Please take the lines from the one holding "const DEFAULT_CODES: &str" through the one holding "pub async fn health()" in the data below and copy them exactly.

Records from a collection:

----

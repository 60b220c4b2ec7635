//! Configuration loading from environment.

use std::env;

/// Application configuration.
pub struct Config {
    pub port: u16,
    /// Override for the NBP endpoint; production URL when unset.
    pub nbp_api_url: Option<String>,
}

impl Config {
    /// Loads configuration from environment variables.
    pub fn from_env() -> anyhow::Result<Self> {
        let port = env::var("PORT")
            .unwrap_or_else(|_| "8000".to_string())
            .parse()?;

        let nbp_api_url = env::var("NBP_API_URL").ok();

        Ok(Self { port, nbp_api_url })
    }
}
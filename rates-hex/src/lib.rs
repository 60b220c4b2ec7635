//! # Rates Hex
//!
//! Application service layer and HTTP adapter for the rates gateway.
//!
//! ## Architecture
//!
//! - `registry/` - Immutable name-to-provider lookup built at startup
//! - `service/` - Application service (resolves a provider, delegates to it)
//! - `inbound/` - HTTP adapter (Axum server)
//!
//! Providers are injected as `Arc<dyn RateProvider>` trait objects, so the
//! service never knows which concrete upstream it is talking to.

pub mod inbound;
mod openapi;
pub mod registry;
pub mod service;

#[cfg(test)]
mod service_tests;

pub use registry::ProviderRegistry;
pub use service::RatesService;
//! HTTP request handlers.

use std::sync::Arc;

use axum::{
    Json,
    extract::{Query, State},
    http::StatusCode,
    response::{IntoResponse, Response},
};
use serde::Deserialize;
use utoipa::IntoParams;

use rates_types::AppError;

use crate::RatesService;

const DEFAULT_CODES: &str = "USD,EUR";
const DEFAULT_PROVIDER: &str = "nbp";

/// Application state shared across handlers.
pub struct AppState {
    pub service: RatesService,
}

/// Wrapper to implement IntoResponse for AppError (orphan rule workaround).
pub struct ApiError(pub AppError);

impl From<AppError> for ApiError {
    fn from(err: AppError) -> Self {
        ApiError(err)
    }
}

impl IntoResponse for ApiError {
    fn into_response(self) -> Response {
        let status = match &self.0 {
            AppError::BadRequest { .. } => StatusCode::BAD_REQUEST,
            AppError::NotFound { .. } => StatusCode::NOT_FOUND,
            AppError::BadGateway { .. } => StatusCode::BAD_GATEWAY,
            AppError::Internal { .. } => StatusCode::INTERNAL_SERVER_ERROR,
        };

        (status, Json(self.0.to_error_response())).into_response()
    }
}

/// Query parameters for the currencies endpoint.
#[derive(Debug, Deserialize, IntoParams)]
pub struct CurrenciesQuery {
    /// Comma-separated currency codes, e.g. `USD,EUR`
    pub codes: Option<String>,
    /// As-of date (`YYYY-MM-DD`); omitted means most recent
    #[serde(default)]
    pub date: String,
    /// Provider name, defaults to `nbp`
    pub provider: Option<String>,
}

impl CurrenciesQuery {
    /// Splits the raw `codes` parameter, falling back to the default set.
    pub fn code_list(&self) -> Vec<String> {
        let raw = match self.codes.as_deref() {
            Some(raw) if !raw.is_empty() => raw,
            _ => DEFAULT_CODES,
        };
        raw.split(',').map(|code| code.trim().to_string()).collect()
    }
}

/// Health check endpoint.
pub async fn health() -> impl IntoResponse {
    Json(serde_json::json!({ "status": "healthy" }))
}

/// Fetch normalized exchange rates.
#[tracing::instrument(skip(state))]
pub async fn get_currencies(
    State(state): State<Arc<AppState>>,
    Query(query): Query<CurrenciesQuery>,
) -> Result<impl IntoResponse, ApiError> {
    let codes = query.code_list();
    let provider = query.provider.as_deref().unwrap_or(DEFAULT_PROVIDER);

    let response = state.service.get_currencies(provider, &codes, &query.date).await?;
    Ok(Json(response))
}
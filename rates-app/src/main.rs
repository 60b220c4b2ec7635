//! # Rates Application
//!
//! Binary that wires together all the components:
//! - Load configuration from environment
//! - Build the immutable provider registry
//! - Create the rates service
//! - Start the HTTP server

mod config;

use std::sync::Arc;

use tracing_subscriber::{layer::SubscriberExt, util::SubscriberInitExt};

use rates_hex::{ProviderRegistry, RatesService, inbound::HttpServer};
use rates_providers::NbpProvider;
use rates_types::RateProvider;

#[tokio::main]
async fn main() -> anyhow::Result<()> {
    // Load environment variables
    dotenvy::dotenv().ok();

    // Initialize tracing subscriber
    tracing_subscriber::registry()
        .with(
            tracing_subscriber::EnvFilter::try_from_default_env()
                .unwrap_or_else(|_| "info,rates_app=debug,rates_hex=debug".into()),
        )
        .with(tracing_subscriber::fmt::layer())
        .init();

    // Load configuration
    let config = config::Config::from_env()?;

    tracing::info!("Starting rates gateway on port {}", config.port);

    let nbp = match &config.nbp_api_url {
        Some(url) => {
            tracing::info!("Using NBP endpoint override: {}", url);
            NbpProvider::with_base_url(url)
        }
        None => NbpProvider::new(),
    };

    // Registry is built once here and stays immutable for the process lifetime.
    let registry = ProviderRegistry::new([Arc::new(nbp) as Arc<dyn RateProvider>]);
    let service = RatesService::new(registry);

    // Create and run the HTTP server
    let server = HttpServer::new(service);
    let addr = format!("0.0.0.0:{}", config.port);

    server.run(&addr).await?;

    Ok(())
}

----

● **ANSWER FOR THIS EXERCISE**
const DEFAULT_CODES: &str = "USD,EUR";
const DEFAULT_PROVIDER: &str = "nbp";

/// Application state shared across handlers.
pub struct AppState {
    pub service: RatesService,
}

/// Wrapper to implement IntoResponse for AppError (orphan rule workaround).
pub struct ApiError(pub AppError);

impl From<AppError> for ApiError {
    fn from(err: AppError) -> Self {
        ApiError(err)
    }
}

impl IntoResponse for ApiError {
    fn into_response(self) -> Response {
        let status = match &self.0 {
            AppError::BadRequest { .. } => StatusCode::BAD_REQUEST,
            AppError::NotFound { .. } => StatusCode::NOT_FOUND,
            AppError::BadGateway { .. } => StatusCode::BAD_GATEWAY,
            AppError::Internal { .. } => StatusCode::INTERNAL_SERVER_ERROR,
        };

        (status, Json(self.0.to_error_response())).into_response()
    }
}

/// Query parameters for the currencies endpoint.
#[derive(Debug, Deserialize, IntoParams)]
pub struct CurrenciesQuery {
    /// Comma-separated currency codes, e.g. `USD,EUR`
    pub codes: Option<String>,
    /// As-of date (`YYYY-MM-DD`); omitted means most recent
    #[serde(default)]
    pub date: String,
    /// Provider name, defaults to `nbp`
    pub provider: Option<String>,
}

impl CurrenciesQuery {
    /// Splits the raw `codes` parameter, falling back to the default set.
    pub fn code_list(&self) -> Vec<String> {
        let raw = match self.codes.as_deref() {
            Some(raw) if !raw.is_empty() => raw,
            _ => DEFAULT_CODES,
        };
        raw.split(',').map(|code| code.trim().to_string()).collect()
    }
}

/// Health check endpoint.
pub async fn health() -> impl IntoResponse {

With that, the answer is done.